PG&E Files for Bankruptcy Protection
"Through this process, we will prioritize what matters most to our customers and the communities we serve – safety and reliability. We believe that this process will make sure that we have sufficient liquidity to serve our customers and support our operations and obligations," said PG&E Corporation Interim CEO John R. Simon.
As expected, PG&E Corporation and its primary operating subsidiary, Pacific Gas and Electric Company, filed voluntary petitions Jan. 29 under Chapter 11 of the U.S. Bankruptcy Code in the U.S. Bankruptcy Court for the Northern District of California. The company could face billions of dollars in potential liability for 2018 wildfires in North Carolina, if plaintiffs can prove its equipment caused them.
The corporation's news release said PG&E remains committed to "delivering safe and reliable electric and natural gas service to customers; continuing to make critical investments in system safety and maintenance; supporting the orderly, fair and expeditious resolution of its liabilities resulting from the 2017 and 2018 wildfires; working with customers, civic leaders, regulators, policymakers, the financial community and other key stakeholders to consider alternatives to provide for the safe delivery of natural gas and electricity and new safety solutions in an environment challenged by climate change; and assisting our customers and communities impacted by wildfires in Northern California. PG&E's restoration and rebuilding efforts will continue."

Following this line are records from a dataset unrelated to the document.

/// A degradation the extractor (or the pipeline) had to apply.
///
/// Warnings are observability only; a shell with warnings is still complete.
#[derive(Debug, Clone, PartialEq, Eq, Serialize, Deserialize)]
#[serde(tag = "code", rename_all = "snake_case")]
pub enum ShellWarning {
    /// Control characters or a byte-order mark were removed from the response.
    ControlCharactersStripped {
        /// Number of characters removed.
        count: usize,
    },
    /// No `{ ... }` pair was found; the whole text was used as the candidate.
    NoJsonObject,
    /// The candidate was not valid JSON; field-by-field recovery was used.
    StrictParseFailed {
        /// Parser diagnostic.
        detail: String,
    },
    /// A field was salvaged by the tolerant scanner.
    FieldRecovered {
        /// Field name.
        field: String,
    },
    /// A field could not be recovered and was synthesized.
    FieldDefaulted {
        /// Field name.
        field: String,
    },
    /// Outline indices were missing, duplicated or out of order and were rewritten.
    OutlineRenumbered,
    /// The topic references a watch-listed trademark.
    TrademarkReference {
        /// The matched watchlist term.
        term: String,
    },
}

/// First-stage document skeleton returned synchronously.
///
/// Every field is always populated; the extractor synthesizes defaults for
/// anything the backend failed to provide.
#[derive(Debug, Clone, PartialEq, Eq, Serialize, Deserialize)]
#[serde(rename_all = "camelCase")]
pub struct DocumentShell {
    /// Full document title.
    pub title: String,
    /// Shortened title for covers and listings.
    pub display_title: String,
    /// Subtitle line.
    pub subtitle: String,
    /// Ordered outline; index 1 is the first section.
    pub table_of_contents: Vec<OutlineEntry>,
    /// Body of section 1.
    pub first_section_content: String,
    /// Further-reading resources suggested by the backend.
    pub auxiliary_resources: Vec<String>,
    /// Degradation flags recorded while building the shell.
    #[serde(default)]
    pub warnings: Vec<ShellWarning>,
}

impl DocumentShell {
    /// Outline entries after the first section, in order.
    pub fn remaining_sections(&self) -> impl Iterator<Item = &OutlineEntry> {
        self.table_of_contents.iter().filter(|entry| entry.index > 1)
    }
}

/// Lifecycle state of a background section.
#[derive(Debug, Clone, Copy, PartialEq, Eq, Hash, Serialize, Deserialize)]
#[serde(rename_all = "snake_case")]
pub enum SectionStatus {
    /// Planned, not started.
    Pending,
    /// A generation call is in flight.
    InProgress,
    /// Content was written to the persistence gateway.
    Persisted,
    /// Retries were exhausted or the task was interrupted.
    Failed,
}

impl SectionStatus {
    /// Whether no further transition is possible.
    #[must_use]
    pub const fn is_terminal(self) -> bool {
        matches!(self, Self::Persisted | Self::Failed)
    }
}

impl fmt::Display for SectionStatus {
    fn fmt(&self, f: &mut fmt::Formatter<'_>) -> fmt::Result {
        let label = match self {
            Self::Pending => "pending",
            Self::InProgress => "in_progress",
            Self::Persisted => "persisted",
            Self::Failed => "failed",
        };
        f.write_str(label)
    }
}

/// A section the burst orchestrator is responsible for.
///
/// State only moves forward: `Pending -> InProgress -> Persisted | Failed`.
#[derive(Debug, Clone, PartialEq, Eq, Serialize, Deserialize)]
#[serde(rename_all = "camelCase")]
pub struct SectionTask {
    /// Outline index, unique within the document.
    pub index: u32,
    /// Section title.
    pub title: String,
    /// Illustration hint carried from the outline.
    pub image_hint: String,
    /// Current lifecycle state.
    pub status: SectionStatus,
    /// Generated content once persisted.
    pub content: Option<String>,
    /// Failure reason once failed.
    pub failure: Option<String>,
}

"Our most important responsibility is and must be safety, and that remains our focus. Throughout this process, we are fully committed to enhancing our wildfire safety efforts, as well as helping restoration and rebuilding efforts across the communities impacted by the devastating Northern California wildfires. We also intend to work together with our customers, employees and other stakeholders to create a more sustainable foundation for the delivery of safe, reliable and affordable service in the years ahead. To be clear, we have heard the calls for change and we are determined to take action throughout this process to build the energy system our customers want and deserve," said John R. Simon, PG&E Corporation's interim CEO.
PG&E reported it also filed a motion seeking interim and final approval of the court to enter into an agreement for $5.5 billion in debtor-in-possession financing with J.P. Morgan, Bank of America, Barclays, Citi, BNP Paribas, Credit Suisse, Goldman Sachs, MUFG Union Bank, and Wells Fargo acting as joint lead arrangers, and the corporation expects the court to act on an interim basis on that motion in the coming days. When approved, the financing will provide PG&E with necessary capital to ensure essential maintenance and continued investments in safety and reliability for the expected duration of the Chapter 11 cases.
"Through this process, we will prioritize what matters most to our customers and the communities we serve – safety and reliability. We believe that this process will make sure that we have sufficient liquidity to serve our customers and support our operations and obligations," Simon said. "I know that our 24,000 dedicated employees remain steadfastly focused on delivering safe and reliable natural gas and electric service for the 16 million people across our service area. Each day I see the hard work and resilience of our team, and I thank them for their continued dedication to working safely and delivering for our customers."